— INSTRUCTIONS FOR THE TASK —
Pick out each line in these entries that contains the string "DatasetScope".

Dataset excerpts

:::

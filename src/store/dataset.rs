//! RDF dataset
//!
//! A dataset holds one default graph and any number of named graphs, keyed by
//! graph IRI.
//!
//! Queries never see the dataset directly. [`Dataset::scope`] resolves the
//! FROM / FROM NAMED clauses of one evaluation into a [`DatasetScope`]: the
//! active default graph and the active named graphs. The scope borrows the
//! dataset and is dropped when the evaluation ends, so the dataset itself
//! never carries per-query state.
//!
//! # Example
//!
//! ```ignore
//! use quadstore::store::{Dataset, Quad};
//! use quadstore::term::{Term, Triple};
//!
//! let mut dataset = Dataset::new();
//! let g = Term::uri("http://example.org/g1");
//! dataset.add_quad(Quad::in_graph(triple, g.clone()));
//! assert!(dataset.has_graph(&g));
//! ```

use std::borrow::Cow;
use std::fmt;

use indexmap::IndexMap;
use tracing::debug;

use super::graph::{BlankNodeMapping, Graph};
use crate::error::RdfResult;
use crate::sparql::{Query, QueryEngine, QueryOptions, QueryResult};
use crate::term::{Term, Triple};

/// A triple with the graph it belongs to; `None` is the default graph
#[derive(Clone, PartialEq, Eq, Hash)]
pub struct Quad {
    triple: Triple,
    graph: Option<Term>,
}

impl Quad {
    pub fn new(triple: Triple, graph: Option<Term>) -> Self {
        Quad { triple, graph }
    }

    /// A quad in the default graph
    pub fn in_default(triple: Triple) -> Self {
        Quad { triple, graph: None }
    }

    /// A quad in a named graph
    pub fn in_graph(triple: Triple, graph: Term) -> Self {
        Quad { triple, graph: Some(graph) }
    }

    pub fn triple(&self) -> &Triple {
        &self.triple
    }

    pub fn graph(&self) -> Option<&Term> {
        self.graph.as_ref()
    }

    pub fn is_default_graph(&self) -> bool {
        self.graph.is_none()
    }

    pub fn into_parts(self) -> (Triple, Option<Term>) {
        (self.triple, self.graph)
    }
}

impl fmt::Debug for Quad {
    fn fmt(&self, f: &mut fmt::Formatter<'_>) -> fmt::Result {
        write!(
            f,
            "{} {} {}",
            self.triple.subject(),
            self.triple.predicate(),
            self.triple.object()
        )?;
        if let Some(g) = &self.graph {
            write!(f, " {}", g)?;
        }
        write!(f, " .")
    }
}

/// An RDF dataset: a default graph plus named graphs
#[derive(Clone, Default)]
pub struct Dataset {
    default_graph: Graph,
    named_graphs: IndexMap<Term, Graph>,
}

impl Dataset {
    pub fn new() -> Self {
        Dataset { default_graph: Graph::new(), named_graphs: IndexMap::new() }
    }

    /// Create a dataset around an existing default graph
    pub fn with_default(default_graph: Graph) -> Self {
        Dataset { default_graph, named_graphs: IndexMap::new() }
    }

    pub fn default_graph(&self) -> &Graph {
        &self.default_graph
    }

    pub fn default_graph_mut(&mut self) -> &mut Graph {
        &mut self.default_graph
    }

    /// The default graph for `None`, a named graph otherwise
    pub fn graph(&self, name: Option<&Term>) -> Option<&Graph> {
        match name {
            None => Some(&self.default_graph),
            Some(name) => self.named_graphs.get(name),
        }
    }

    pub fn graph_mut(&mut self, name: Option<&Term>) -> Option<&mut Graph> {
        match name {
            None => Some(&mut self.default_graph),
            Some(name) => self.named_graphs.get_mut(name),
        }
    }

    /// Get a named graph, creating an empty one if missing
    pub fn get_or_create_graph(&mut self, name: &Term) -> &mut Graph {
        self.named_graphs
            .entry(name.clone())
            .or_insert_with(|| Graph::named(name.clone()))
    }

    /// Add or replace a graph under its own name. An unnamed graph replaces
    /// the default graph. Returns the graph it replaced.
    pub fn add_graph(&mut self, graph: Graph) -> Option<Graph> {
        match graph.name().cloned() {
            None => Some(std::mem::replace(&mut self.default_graph, graph)),
            Some(name) => self.named_graphs.insert(name, graph),
        }
    }

    pub fn has_graph(&self, name: &Term) -> bool {
        self.named_graphs.contains_key(name)
    }

    /// Remove a named graph
    pub fn remove_graph(&mut self, name: &Term) -> Option<Graph> {
        self.named_graphs.shift_remove(name)
    }

    /// Names of all named graphs, in insertion order
    pub fn graph_names(&self) -> impl Iterator<Item = &Term> + '_ {
        self.named_graphs.keys()
    }

    pub fn named_graph_count(&self) -> usize {
        self.named_graphs.len()
    }

    /// Triples across the default graph and every named graph
    pub fn total_triple_count(&self) -> usize {
        self.default_graph.len() + self.named_graphs.values().map(Graph::len).sum::<usize>()
    }

    /// Add a quad, creating its named graph if needed. Returns false if the
    /// quad was already present.
    pub fn add_quad(&mut self, quad: Quad) -> bool {
        let (triple, graph) = quad.into_parts();
        match graph {
            None => self.default_graph.assert(triple),
            Some(name) => self.get_or_create_graph(&name).assert(triple),
        }
    }

    /// Remove a quad. The named graph stays, even when it becomes empty.
    pub fn remove_quad(&mut self, quad: &Quad) -> bool {
        self.graph_mut(quad.graph())
            .map_or(false, |g| g.retract(quad.triple()))
    }

    /// Empty the default graph and drop every named graph
    pub fn clear(&mut self) {
        self.default_graph.clear();
        self.named_graphs.clear();
    }

    /// Every triple with the name of its graph; default graph first
    pub fn all_triples(&self) -> impl Iterator<Item = (Option<&Term>, &Triple)> + '_ {
        let default = self.default_graph.triples().map(|t| (None, t));
        let named = self
            .named_graphs
            .iter()
            .flat_map(|(name, graph)| graph.triples().map(move |t| (Some(name), t)));
        default.chain(named)
    }

    /// Owned quads of the whole dataset
    pub fn iter_quads(&self) -> impl Iterator<Item = Quad> + '_ {
        self.all_triples()
            .map(|(g, t)| Quad::new(t.clone(), g.cloned()))
    }

    /// Resolve the active graphs of one evaluation.
    ///
    /// - FROM given: the active default graph is the union of those graphs
    /// - only FROM NAMED given: the active default graph is empty
    /// - neither: the dataset's default graph
    ///
    /// The active named graphs are the FROM NAMED graphs that exist; with
    /// FROM but no FROM NAMED there are none; with neither, all of them.
    pub fn scope(&self, from: &[Term], from_named: &[Term]) -> DatasetScope<'_> {
        let default = match from {
            [] if from_named.is_empty() => Cow::Borrowed(&self.default_graph),
            [] => Cow::Owned(Graph::new()),
            [single] => match self.named_graphs.get(single) {
                Some(graph) => Cow::Borrowed(graph),
                None => Cow::Owned(Graph::new()),
            },
            many => {
                let mut merged = Graph::new();
                for name in many {
                    if let Some(graph) = self.named_graphs.get(name) {
                        merged.merge_with(graph, BlankNodeMapping::Shared);
                    }
                }
                Cow::Owned(merged)
            }
        };

        let named = if !from_named.is_empty() {
            from_named
                .iter()
                .filter_map(|name| self.named_graphs.get_key_value(name))
                .collect()
        } else if !from.is_empty() {
            IndexMap::new()
        } else {
            self.named_graphs.iter().collect()
        };

        debug!(
            default_triples = default.len(),
            named_graphs = named.len(),
            "dataset scope resolved"
        );
        DatasetScope { default, named }
    }

    /// A scope whose default graph is the named graph `name` (empty when
    /// missing), with every named graph still visible
    pub fn scope_with_default(&self, name: &Term) -> DatasetScope<'_> {
        let default = match self.named_graphs.get(name) {
            Some(graph) => Cow::Borrowed(graph),
            None => Cow::Owned(Graph::new()),
        };
        DatasetScope { default, named: self.named_graphs.iter().collect() }
    }

    /// Evaluate a query against this dataset
    pub fn evaluate(&self, query: &Query, options: &QueryOptions) -> RdfResult<QueryResult> {
        QueryEngine::new(self).execute(query, options)
    }
}

impl fmt::Debug for Dataset {
    fn fmt(&self, f: &mut fmt::Formatter<'_>) -> fmt::Result {
        f.debug_struct("Dataset")
            .field("default_triples", &self.default_graph.len())
            .field("named_graphs", &self.named_graphs.len())
            .finish()
    }
}

/// The active default graph and named graphs of one evaluation
pub struct DatasetScope<'a> {
    default: Cow<'a, Graph>,
    named: IndexMap<&'a Term, &'a Graph>,
}

impl<'a> DatasetScope<'a> {
    /// A scope over a single graph with no named graphs
    pub fn from_graph(graph: &'a Graph) -> Self {
        DatasetScope { default: Cow::Borrowed(graph), named: IndexMap::new() }
    }

    pub fn default_graph(&self) -> &Graph {
        &self.default
    }

    pub fn named_graph(&self, name: &Term) -> Option<&'a Graph> {
        self.named.get(name).copied()
    }

    pub fn named_graphs(&self) -> impl Iterator<Item = (&'a Term, &'a Graph)> + '_ {
        self.named.iter().map(|(name, graph)| (*name, *graph))
    }

    pub fn named_graph_count(&self) -> usize {
        self.named.len()
    }
}

#[cfg(test)]
mod tests {
    use super::*;

    fn ex(s: &str) -> Term {
        Term::uri(format!("http://ex.org/{}", s))
    }

    fn t(s: &str, o: &str) -> Triple {
        Triple::new(ex(s), ex("p"), ex(o)).unwrap()
    }

    fn dataset() -> Dataset {
        let mut ds = Dataset::new();
        ds.add_quad(Quad::in_default(t("d", "1")));
        ds.add_quad(Quad::in_graph(t("a", "1"), ex("g1")));
        ds.add_quad(Quad::in_graph(t("b", "2"), ex("g2")));
        ds
    }

    #[test]
    fn test_quads_and_graphs() {
        let mut ds = dataset();
        assert_eq!(ds.named_graph_count(), 2);
        assert_eq!(ds.total_triple_count(), 3);
        assert!(!ds.add_quad(Quad::in_graph(t("a", "1"), ex("g1"))));

        assert!(ds.remove_quad(&Quad::in_graph(t("a", "1"), ex("g1"))));
        assert!(ds.has_graph(&ex("g1")));
        assert!(!ds.remove_quad(&Quad::in_graph(t("a", "1"), ex("missing"))));
        assert_eq!(ds.total_triple_count(), 2);
    }

    #[test]
    fn test_add_graph_replaces_by_name() {
        let mut ds = dataset();
        let mut replacement = Graph::named(ex("g1"));
        replacement.assert(t("x", "y"));
        replacement.assert(t("x", "z"));
        let old = ds.add_graph(replacement).unwrap();
        assert_eq!(old.len(), 1);
        assert_eq!(ds.graph(Some(&ex("g1"))).unwrap().len(), 2);

        let old_default = ds.add_graph(Graph::new()).unwrap();
        assert_eq!(old_default.len(), 1);
        assert!(ds.default_graph().is_empty());
    }

    #[test]
    fn test_all_triples_and_quads() {
        let ds = dataset();
        let graphs: Vec<Option<&Term>> = ds.all_triples().map(|(g, _)| g).collect();
        assert_eq!(graphs[0], None);
        assert_eq!(graphs.len(), 3);
        assert_eq!(ds.iter_quads().filter(|q| q.is_default_graph()).count(), 1);
    }

    #[test]
    fn test_scope_without_clauses() {
        let ds = dataset();
        let scope = ds.scope(&[], &[]);
        assert_eq!(scope.default_graph().len(), 1);
        assert_eq!(scope.named_graph_count(), 2);
    }

    #[test]
    fn test_scope_from_merges_graphs() {
        let ds = dataset();
        let scope = ds.scope(&[ex("g1"), ex("g2")], &[]);
        assert_eq!(scope.default_graph().len(), 2);
        assert_eq!(scope.named_graph_count(), 0);
    }

    #[test]
    fn test_scope_from_named_only() {
        let ds = dataset();
        let scope = ds.scope(&[], &[ex("g2"), ex("missing")]);
        assert!(scope.default_graph().is_empty());
        assert_eq!(scope.named_graph_count(), 1);
        assert!(scope.named_graph(&ex("g2")).is_some());
        assert!(scope.named_graph(&ex("g1")).is_none());
    }

    #[test]
    fn test_scope_with_default_keeps_named() {
        let ds = dataset();
        let scope = ds.scope_with_default(&ex("g1"));
        assert_eq!(scope.default_graph().len(), 1);
        assert!(scope.default_graph().contains(&t("a", "1")));
        assert_eq!(scope.named_graph_count(), 2);
    }
}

:::

— ANSWER TO THE EXERCISE —
//! FROM / FROM NAMED clauses of one evaluation into a [`DatasetScope`]: the
    pub fn scope(&self, from: &[Term], from_named: &[Term]) -> DatasetScope<'_> {
        DatasetScope { default, named }
    pub fn scope_with_default(&self, name: &Term) -> DatasetScope<'_> {
        DatasetScope { default, named: self.named_graphs.iter().collect() }
pub struct DatasetScope<'a> {
impl<'a> DatasetScope<'a> {
        DatasetScope { default: Cow::Borrowed(graph), named: IndexMap::new() }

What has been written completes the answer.